Lay Summary (French)

Lead
Les tourbières sont des zones humides caractérisées par l'accumulation progressive de la tourbe, un sol caractérisé par sa très forte teneur en matière organique, peu ou pas décomposée, d'origine végétale. Dans ces sols tourbeux, l’installation, la survie et la croissance des arbres ne sont possibles que dans les secteurs les moins humides. L’expansion des peuplements forestiers peut être favorisée par un assèchement d’origine climatique et/ou anthropique. En revanche, des phases plus humides peuvent entrainer la disparition des arbres. Les troncs piégés dans le milieu tourbeux anaérobie peuvent alors se conserver pendant plusieurs milliers d’années et constituent des archives paléo-environnementales particulièrement précieuses.
Lay summary

Contenu et objectifs du travail de recherche

Pourtant à ce jour, ces archives paléoenvironnementales ont été peu utilisées pour la reconstruction de la variabilité hydroclimatqiue au cours de l’Holocène.
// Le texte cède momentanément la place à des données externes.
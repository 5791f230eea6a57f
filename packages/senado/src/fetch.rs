//! Fetch orchestration shared by every record kind.
//!
//! A record is created sparse, holding only its key. [`Record::get_info`]
//! runs retrieval, parsing and write-back once; the record is either fully
//! populated afterwards or left exactly as it was, and every later call
//! returns [`SenadoError::AlreadyFetched`].

use std::path::{Path, PathBuf};

use crate::config::FetchOptions;
use crate::error::{ErrorKind, Result, SenadoError};
use crate::retrieval::{persist, retrieve, Origin, Source};
use crate::store::{RecordKind, RecordStore};
use crate::xml::Document;

/// Successful outcome of [`Record::get_info`].
#[derive(Debug, Clone, PartialEq, Eq)]
pub enum FetchStatus {
    /// Fields populated; nothing to save or the document was saved.
    Fetched,
    /// Fields populated, but write-back was refused or failed.
    NotSaved { path: PathBuf, reason: String },
}

/// Where a record is in its fetch lifecycle.
#[derive(Debug, Clone, Copy, PartialEq, Eq, Default)]
pub enum FetchPhase {
    #[default]
    Pending,
    Fetched,
    NotSaved,
    Failed(ErrorKind),
}

/// Per-record fetch bookkeeping.
#[derive(Debug, Clone)]
pub struct FetchState {
    options: FetchOptions,
    store: RecordStore,
    phase: FetchPhase,
    document: Option<Document>,
}

impl FetchState {
    #[must_use]
    pub fn new(kind: RecordKind, options: FetchOptions) -> Self {
        let store = RecordStore::resolve(kind, options.base_local.as_deref());
        Self {
            options,
            store,
            phase: FetchPhase::Pending,
            document: None,
        }
    }

    pub fn store(&self) -> &RecordStore {
        &self.store
    }

    pub fn phase(&self) -> FetchPhase {
        self.phase
    }

    /// Options for a record of `kind` reached through a cross-reference,
    /// cached next to this one.
    #[must_use]
    pub fn nested_options(&self, kind: RecordKind) -> FetchOptions {
        self.options.nested(self.store.sibling(kind))
    }

    /// Options for a record cached under an explicit directory.
    #[must_use]
    pub fn nested_options_at(&self, base: &Path) -> FetchOptions {
        self.options.nested(base.to_path_buf())
    }
}

/// A record that can be fetched from the service.
///
/// `get_info` takes `&mut self`; a record must not be shared while it is
/// being fetched.
pub trait Record: Clone {
    const KIND: RecordKind;

    /// Identifying key (code or legislature number).
    fn key(&self) -> u32;

    fn fetch_state(&self) -> &FetchState;

    fn fetch_state_mut(&mut self) -> &mut FetchState;

    /// Populate fields from a retrieved document.
    fn populate(&mut self, document: &Document) -> Result<()>;

    /// Remote URL of this record.
    fn endpoint(&self) -> String {
        Self::KIND.endpoint(&self.fetch_state().options.base_url, self.key())
    }

    /// Local cache file of this record.
    fn cache_path(&self) -> PathBuf {
        self.fetch_state().store.path_for(self.key())
    }

    fn fetch_phase(&self) -> FetchPhase {
        self.fetch_state().phase
    }

    fn is_fetched(&self) -> bool {
        self.fetch_state().phase != FetchPhase::Pending
    }

    /// The document kept after fetching.
    ///
    /// # Errors
    /// `DocumentAbsent` when the record was not fetched or its document was
    /// discarded.
    fn document(&self) -> Result<&Document> {
        self.fetch_state()
            .document
            .as_ref()
            .ok_or(SenadoError::DocumentAbsent)
    }

    /// Retrieve, parse and optionally save this record. Runs at most once.
    ///
    /// # Errors
    /// `AlreadyFetched` on every call after the first, otherwise the first
    /// retrieval or parse failure. On failure the fields are left untouched.
    fn get_info(&mut self, source: Source) -> Result<FetchStatus> {
        if self.is_fetched() {
            return Err(SenadoError::AlreadyFetched);
        }

        let result = run_fetch(self, source);
        let phase = match &result {
            Ok(FetchStatus::Fetched) => FetchPhase::Fetched,
            Ok(FetchStatus::NotSaved { .. }) => FetchPhase::NotSaved,
            Err(e) => FetchPhase::Failed(e.kind()),
        };
        self.fetch_state_mut().phase = phase;
        result
    }
}

fn run_fetch<R: Record>(record: &mut R, source: Source) -> Result<FetchStatus> {
    let endpoint = record.endpoint();
    let cache_path = record.cache_path();
    tracing::debug!(kind = %R::KIND, key = record.key(), ?source, "Fetching record");

    let retrieved = retrieve(&endpoint, &cache_path, source)?;

    // Parse into a copy so a failure leaves the record untouched
    let mut staged = record.clone();
    staged.populate(&retrieved.document)?;
    *record = staged;

    let options = record.fetch_state().options.clone();
    let mut status = FetchStatus::Fetched;
    if options.write && retrieved.origin == Origin::Remote {
        if let Err(e) = persist(&retrieved.document, &cache_path) {
            tracing::warn!(error = %e, "Document not saved");
            status = FetchStatus::NotSaved {
                path: cache_path,
                reason: e.to_string(),
            };
        }
    }

    if !options.discard_document {
        record.fetch_state_mut().document = Some(retrieved.document);
    }
    Ok(status)
}

/// Run `get_info` right away when the options ask for it.
///
/// Failures are logged; they remain visible through [`Record::fetch_phase`].
pub(crate) fn fetch_if_requested<R: Record>(record: &mut R) {
    if !record.fetch_state().options.fetch {
        return;
    }
    if let Err(e) = record.get_info(Source::Either) {
        tracing::warn!(kind = %R::KIND, key = record.key(), error = %e, "Fetch on construction failed");
    }
}
//! Two-valued flags decoded from free text.

/// Decode a pair of mutually exclusive flags from the first letter of `raw`.
///
/// Returns `(Some(true), Some(false))` when the first letter matches `first`,
/// `(Some(false), Some(true))` when it matches `second`, and `(None, None)`
/// for anything else, including absent or empty input. Matching ignores case.
///
/// # Examples
/// ```
/// use congresso_senado::types::decode_pair;
///
/// assert_eq!(decode_pair(Some("Masculino"), 'm', 'f'), (Some(true), Some(false)));
/// assert_eq!(decode_pair(Some("Feminino"), 'm', 'f'), (Some(false), Some(true)));
/// assert_eq!(decode_pair(None, 'm', 'f'), (None, None));
/// ```
pub fn decode_pair(raw: Option<&str>, first: char, second: char) -> (Option<bool>, Option<bool>) {
    let letter = raw
        .and_then(|s| s.trim().chars().next())
        .map(|c| c.to_lowercase().next().unwrap_or(c));
    match letter {
        Some(c) if c == first => (Some(true), Some(false)),
        Some(c) if c == second => (Some(false), Some(true)),
        _ => (None, None),
    }
}

/// Decode the holder/substitute flags of a mandate status.
///
/// The first letter of the status decides: `t` ("Titular") is a holder, any
/// other present text ("Suplente", "1º Suplente") is a substitute. Absent or
/// blank status gives `(None, None)`. Leading digits and symbols are ignored.
///
/// # Examples
/// ```
/// use congresso_senado::types::decode_status;
///
/// assert_eq!(decode_status(Some("Titular")), (Some(true), Some(false)));
/// assert_eq!(decode_status(Some("1º Suplente")), (Some(false), Some(true)));
/// assert_eq!(decode_status(None), (None, None));
/// ```
pub fn decode_status(raw: Option<&str>) -> (Option<bool>, Option<bool>) {
    let Some(text) = raw.map(str::trim).filter(|s| !s.is_empty()) else {
        return (None, None);
    };
    let is_holder = text
        .chars()
        .find(|c| c.is_alphabetic() && *c != 'º' && *c != 'ª')
        .is_some_and(|c| c.eq_ignore_ascii_case(&'t'));
    (Some(is_holder), Some(!is_holder))
}

/// `Some(true)` when `raw` is "sim" (any case), `Some(false)` for any other
/// text, `None` when absent.
pub fn decode_sim(raw: Option<&str>) -> Option<bool> {
    raw.map(|s| s.trim().eq_ignore_ascii_case("sim"))
}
Notre principal objectif est donc (i) d’affiner les connaissances sur les interactions existant entre la croissance des arbres, les fluctuations du niveau de la nappe d’eau dans les tourbières et les variations du climat. Pour cela, un réseau de placettes de suivi micro-météorologique, hydrologique et dendrométrique (suivi en continu de la croissance des arbres vivants) sera mis en place au sein de tourbières situées en Scandinavie et dans l’aire Baltique. En outre, nous souhaitons également (ii) reconstituer, l’évolution du climat des 12000 dernières années avec une résolution annuelle.  Nous utiliserons pour cela une approche dendrochronologique, basée sur l’analyse des cernes de croissance des arbres subfossiles piégés dans la tourbe.
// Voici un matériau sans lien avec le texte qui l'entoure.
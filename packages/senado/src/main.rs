//! CLI entry point.

use congresso_senado::cli;
use tracing_subscriber::EnvFilter;

fn main() {
    // Initialize tracing with WARN level by default, respecting RUST_LOG
    tracing_subscriber::fmt()
        .with_env_filter(
            EnvFilter::try_from_default_env().unwrap_or_else(|_| EnvFilter::new("warn")),
        )
        .with_target(false)
        .with_writer(std::io::stderr)
        .init();

    if let Err(e) = cli::run() {
        eprintln!("Error: {e}");
        std::process::exit(1);
    }
}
Contexte scientifique et social du projet de recherche

Notre travail générera des informations inédites et essentielles quant aux conditions et changements hydroclimatiques au cours de l'Holocène et permettra de mieux cerner les interactions entre variabilité du climat et la croissance radiale des arbres dans les tourbières. Cette information sera essentielle pour mieux comprendre le fonctionnement de ces écosystèmes particuliers et fragiles, cruciaux dans le contexte actuel de changements climatiques, puisqu'ils constituent un des principaux puits de carbone de la planète.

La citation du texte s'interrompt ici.